Of PTSD and how my cat changed my life - Part 1: how it all started

Aktualisiert: 15. Okt. 2022

In 2011 a devastatting earthquake struck the city of Christchurch in New Zealand. At the time I had lived and worked there for over six years. New Zealand had become my home.


Christchurch Cathedral, before the quake in 2011


22 February 2011.

It is a surprisingly cool summer morning, a little muggy, with an oppressively low blanket of clouds covering the usually clear sky. A light drizzle gently sprays my face as I head down Gloucester Street on my bicycle. It's the perfect weather for getting cosy inside with a cuppa or enjoying a quiet walk in Hagley Park. The kind of weather I like. And yet, a peculiar drifts through my mind as I am cycling towards my workplace in the city centre.


„Hope we don't get a big quake today.“


Peculiar, indeed, you may think.

Well, considering I live in a city that experienced two major earthquakes and several small aftershocks over the past six months it's not out of the ordinary to think these kind of thoughts.


The thought is peculiar though, as it comes out of nowhere and disappears back into oblivion as soon as I am done thinking. Only to reappear a couple of hours later, at 12.55pm, when a 6.9 earthquake hits and lays waste to the city I live in.


Dust, sirens and people. Lots of people gathering in the open area of the central city square, seeking refuge from collapsing buidlings and falling debris. People with wide eyes and pale faces, trying to understand what is happening. A pregnant woman consoles strangers, so that she does not go into labour. Several men in fine business suits are breaking down, sobbing uncontrollably.


Fear. Confusion. Shock.


The tall spire of the gothic Cathedral lies sprawled out on the ground in front of the proud stone building, the crumpled metal chairs now visibly sticking out of the top of what's still standing of the solid stone tower. „Like paper“, I think. The chairs look just like crumpled paper.


Another jolt in the ground rips a collective scream from the crowd. The small tower on the old Post Office building sways ominously, but it holds up. Some of our staff dash off down Colombo Street towards High Street to get out of the city. I decide to stay and wait.

Something inside me tells me that Colombo and High Street have been hit harder than the Square and I am not brave enough to face what I would find there. Later one of my colleagues tells me that she will never forget the bodies that have been pulled from the rubble, their faces covered with cardigans and other clothing items by the time she walks past. I am grateful I decided to stay in the Square and wait.


Yellow vests appear. Two council workers are guiding the shattered crowd to exit Cathedral Square via the North and East. Down Gloucester Street – the very street I rode in just a few hours ago. I almost do not recognise it now. The street is littered with rubble and big chunks of the building's facades, the sides are lined with squashed cars and more rubble. Nothing looks familiar anymore.


„Clear.“

Reads a green message sprayed on crumpled car. Next to it a big „C“ in a circle.

„Clear.“

"No dead bodies in here."

All the cars we pass display a „C“.

The council workers have cleared the way for us.

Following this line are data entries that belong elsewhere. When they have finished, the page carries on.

impl<P: NalHandler> Scan<P> {
    fn malformed(&mut self, err: ParseError) {
        log::debug!("Skipping NAL unit with malformed header: {}", err);
        self.stats.malformed_headers += 1;
    }

    fn extend_frame(&mut self, coding_idx: usize, end: u64) {
        if let Err(err) = self.frames.extend_frame(coding_idx, end) {
            log::warn!("Cannot extend frame {} to offset {}: {}", coding_idx, end, err);
        }
    }

    fn feed(&mut self, nalu: &Nalu<'_, P::Header>) -> ControlFlow<ScanOutcome> {
        self.stats.nal_units += 1;

        let header: NalHeader = nalu.header().clone().into();
        let outcome = self.handler.handle(nalu);
        let trace = self.handler.take_trace();

        let mut flow = ControlFlow::Continue(());
        match &outcome {
            Ok(NalEvent::ParameterSet(parameter_set)) => {
                self.stats.parameter_sets += 1;
                self.frames.retain_parameter_set(
                    *parameter_set,
                    RetainedNal {
                        offset: nalu.offset(),
                        data: Bytes::copy_from_slice(nalu.data()),
                    },
                );
            }
            Ok(NalEvent::PictureStart(info)) => {
                flow = self.start_picture(nalu, header.layer_id(), info);
            }
            Ok(NalEvent::SliceContinuation) => {
                if let Some(coding_idx) = self.current_frame.as_ref().map(|c| c.coding_idx) {
                    self.extend_frame(coding_idx, nalu.end_offset());
                }
            }
            // A picture header without slices is dropped with its picture.
            Ok(NalEvent::PicturePrefix) => {
                self.prefix_start = Some(nalu.sc_offset());
            }
            Ok(NalEvent::EndOfSequence) => {
                self.prefix_start = None;
            }
            Ok(NalEvent::Other) => (),
            Err(err) => {
                self.stats.parse_errors += 1;
                if header.is_parameter_set() {
                    log::warn!(
                        "Rejecting parameter set at offset {} ({}): {}",
                        nalu.offset(),
                        header,
                        err
                    );
                } else {
                    log::debug!(
                        "Skipping NAL unit at offset {} ({}): {}",
                        nalu.offset(),
                        header,
                        err
                    );
                }
            }
        }

        self.nal_units.push(NalSummary {
            sc_offset: nalu.sc_offset(),
            offset: nalu.offset(),
            size: nalu.size(),
            header,
            outcome,
            trace,
        });

        flow
    }

    fn start_picture(
        &mut self,
        nalu: &Nalu<'_, P::Header>,
        layer_id: u8,
        info: &PictureInfo,
    ) -> ControlFlow<ScanOutcome> {
        self.stats.pictures += 1;

        // Pictures of higher layers with the same POC share the access unit,
        // and the frame, of the picture before them.
        if let Some(current) = self.current_frame.as_mut() {
            if current.picture_poc == info.poc && layer_id > current.layer_id {
                current.layer_id = layer_id;
                let coding_idx = current.coding_idx;
                self.extend_frame(coding_idx, nalu.end_offset());
                self.prefix_start = None;
                return ControlFlow::Continue(());
            }
        }

        if self.frame_limit.is_some_and(|limit| self.frames.len() >= limit) {
            log::debug!("Frame limit reached at offset {}", nalu.sc_offset());
            return ControlFlow::Break(ScanOutcome::FrameLimitReached);
        }

        if info.poc_reset && !self.frames.is_empty() {
            self.sequence += 1;
        }

        let poc = (self.sequence << 32) + i64::from(info.poc);
        let start = self.prefix_start.take().unwrap_or(nalu.sc_offset());

        let entry = FrameEntry {
            poc,
            byte_range: start..nalu.end_offset(),
            is_random_access_point: info.is_random_access_point,
            references: info.references.clone(),
        };

        match self.frames.add_entry(entry) {
            Ok(coding_idx) => {
                log::trace!(
                    "Frame {} at offset {}: POC {}{}",
                    coding_idx,
                    start,
                    info.poc,
                    if info.is_random_access_point {
                        ", random access point"
                    } else {
                        ""
                    }
                );

                if info.is_random_access_point {
                    self.random_access_slices.push(RetainedNal {
                        offset: nalu.offset(),
                        data: Bytes::copy_from_slice(nalu.data()),
                    });
                }

                self.current_frame = Some(CurrentFrame {
                    coding_idx,
                    picture_poc: info.poc,
                    layer_id,
                });
            }
            Err(err) => {
                log::debug!(
                    "Rejecting picture at offset {}: {}",
                    nalu.sc_offset(),
                    err
                );
                self.stats.rejected_frames += 1;
                self.current_frame = None;
            }
        }

        ControlFlow::Continue(())
    }

    fn finish(mut self, outcome: ScanOutcome, bytes: u64) -> StreamIndex {
        self.stats.bytes = bytes;

        log::debug!(
            "{} scan {:?}: {} frames out of {} pictures, {} NAL units, {} parameter sets, {} malformed headers, {} parse errors",
            self.codec,
            outcome,
            self.frames.len(),
            self.stats.pictures,
            self.stats.nal_units,
            self.stats.parameter_sets,
            self.stats.malformed_headers,
            self.stats.parse_errors
        );

        let info = self.handler.stream_info();
        if let Some(info) = &info {
            log::debug!(
                "{} stream of {} pictures ({} coded), profile {} level {}",
                self.codec,
                info.display_size,
                info.coded_size,
                info.profile_idc,
                info.level_idc
            );
        }

        StreamIndex {
            codec: self.codec,
            frames: self.frames,
            random_access_slices: self.random_access_slices,
            nal_units: self.nal_units,
            stats: self.stats,
            outcome,
            info,
        }
    }
}

/// Reads into `buf` until it is full or the source is exhausted.
fn read_chunk<R: Read>(reader: &mut R, buf: &mut [u8]) -> std::io::Result<usize> {
    let mut len = 0;
    while len < buf.len() {
        match reader.read(&mut buf[len..]) {
            Ok(0) => break,
            Ok(n) => len += n,
            Err(e) if e.kind() == ErrorKind::Interrupted => continue,
            Err(e) => return Err(e),
        }
    }

    Ok(len)
}

/// Builds the [`StreamIndex`] of an Annex B stream.
pub struct StreamIndexer {
    config: IndexerConfig,
    cancelled: Arc<AtomicBool>,
}

impl StreamIndexer {
    pub fn new(config: IndexerConfig) -> Self {
        Self::with_cancel_flag(config, Default::default())
    }

    /// Creates an indexer that stops scanning once `cancelled` is set.
    pub fn with_cancel_flag(config: IndexerConfig, cancelled: Arc<AtomicBool>) -> Self {
        Self { config, cancelled }
    }

    fn is_cancelled(&self) -> bool {
        self.cancelled.load(Ordering::Relaxed)
    }

    fn codec_of(&self, data: &[u8]) -> anyhow::Result<Codec> {
        match self.config.codec {
            Some(codec) => Ok(codec),
            None => Codec::detect(data)
                .ok_or_else(|| anyhow!("could not detect the codec of the stream")),
        }
    }

    /// Scans an in-memory stream.
    pub fn index_bytes(&self, data: &[u8]) -> anyhow::Result<StreamIndex> {
        let codec = self.codec_of(data)?;
        log::debug!("Indexing {} bytes of {} stream", data.len(), codec);

        match codec {
            #[cfg(feature = "h264")]
            Codec::Avc => Ok(self.scan_bytes::<AvcPictureParser>(codec, data)),
            #[cfg(feature = "h265")]
            Codec::Hevc => Ok(self.scan_bytes::<HevcPictureParser>(codec, data)),
            #[cfg(feature = "h266")]
            Codec::Vvc => Ok(self.scan_bytes::<VvcPictureParser>(codec, data)),
            #[allow(unreachable_patterns)]
            codec => Err(anyhow!("support for {} is not enabled", codec)),
        }
    }

    /// Scans a stream read in chunks of [`IndexerConfig::chunk_size`] bytes.
    pub fn index_reader<R: Read>(&self, mut reader: R) -> anyhow::Result<StreamIndex> {
        let mut chunk = vec![0u8; self.config.chunk_size.max(1)];
        let len = read_chunk(&mut reader, &mut chunk).context("failed to read the stream")?;

        let codec = self.codec_of(&chunk[..len])?;
        log::debug!("Indexing {} stream", codec);

        match codec {
            #[cfg(feature = "h264")]
            Codec::Avc => self.scan_reader::<AvcPictureParser, R>(codec, reader, chunk, len),
            #[cfg(feature = "h265")]
            Codec::Hevc => self.scan_reader::<HevcPictureParser, R>(codec, reader, chunk, len),
            #[cfg(feature = "h266")]
            Codec::Vvc => self.scan_reader::<VvcPictureParser, R>(codec, reader, chunk, len),
            #[allow(unreachable_patterns)]
            codec => Err(anyhow!("support for {} is not enabled", codec)),
        }
    }

    fn scan_bytes<P: NalHandler + Default>(&self, codec: Codec, data: &[u8]) -> StreamIndex {
        let mut scan = Scan::<P>::new(codec, &self.config);

        for nalu in NalIterator::<P::Header>::new(data) {
            if self.is_cancelled() {
                return scan.finish(ScanOutcome::Cancelled, data.len() as u64);
            }

            match nalu {
                Ok(nalu) => {
                    if let ControlFlow::Break(outcome) = scan.feed(&nalu) {
                        return scan.finish(outcome, data.len() as u64);
                    }
                }
                Err(err) => scan.malformed(err),
            }
        }

        scan.finish(ScanOutcome::Completed, data.len() as u64)
    }

    fn scan_reader<P: NalHandler + Default, R: Read>(
        &self,
        codec: Codec,
        mut reader: R,
        mut chunk: Vec<u8>,
        mut len: usize,
    ) -> anyhow::Result<StreamIndex> {
        let mut scanner = StartCodeScanner::new();
        let mut scan = Scan::<P>::new(codec, &self.config);

        loop {
            if self.is_cancelled() {
                return Ok(scan.finish(ScanOutcome::Cancelled, scanner.bytes_consumed()));
            }

            let spans = if len == 0 {
                scanner.finish().into_iter().collect()
            } else {
                scanner.push(&chunk[..len])
            };

            for span in spans {
                if self.is_cancelled() {
                    return Ok(scan.finish(ScanOutcome::Cancelled, scanner.bytes_consumed()));
                }

                match Nalu::<P::Header>::from_span(span) {
                    Ok(nalu) => {
                        if let ControlFlow::Break(outcome) = scan.feed(&nalu) {
                            return Ok(scan.finish(outcome, scanner.bytes_consumed()));
                        }
                    }
                    Err(err) => scan.malformed(err),
                }
            }

            if len == 0 {
                break;
            }

            len = read_chunk(&mut reader, &mut chunk).with_context(|| {
                format!(
                    "failed to read the stream at offset {}",
                    scanner.bytes_consumed()
                )
            })?;
        }

        Ok(scan.finish(ScanOutcome::Completed, scanner.bytes_consumed()))
    }
}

Further down the road, the crowd disperses and we turn down a side road that is flooded with mud and water. Liquefaction. We make it home eventually and a friend collects us a few hours later to get us out of the city. The one hour car ride takes four long hours as we follow the trail of hundreds of cars fleeing the city at a snails pace. With the streets flooded with water and mud, and the occasional sink hole that could swallow your car or damage it beyond repair, the journey is slow. In the growing dark, we try to find a way across the Avon River – as it is the only way out of the city. Every bridge we approach closed or non-existent. Just gone. If we don't make it over the Avon, we'll be trapped in the city … and petrol is running low, too.


After three hours we hit a bridge that's open (the only one as we learn) and ten minutes later, we are on the highway going North. Out of the city.

I return one week later and spent the next few years rebuilding my life, together with the rest of us in Christchurch. I try at least. In the midst of constant aftershocks, eternal dust and construction sites and a work-relationship with a narcissistic boss. My health declines to a point when I finally decide that I have to return to my birth country - Austria.


Fast forward eight years.

I am rudly ripped out of my sleep by a jolt, then a shake. And another jolt. While my mind realises that it's just someone climbing up and down the top bunk of my bed, my body is wide awake immediately. Heart hammering, breathing stopping.

Quake.

No, somebody just hopped on and off the bed.

Quake.

The alarm of my nervous system goes off again.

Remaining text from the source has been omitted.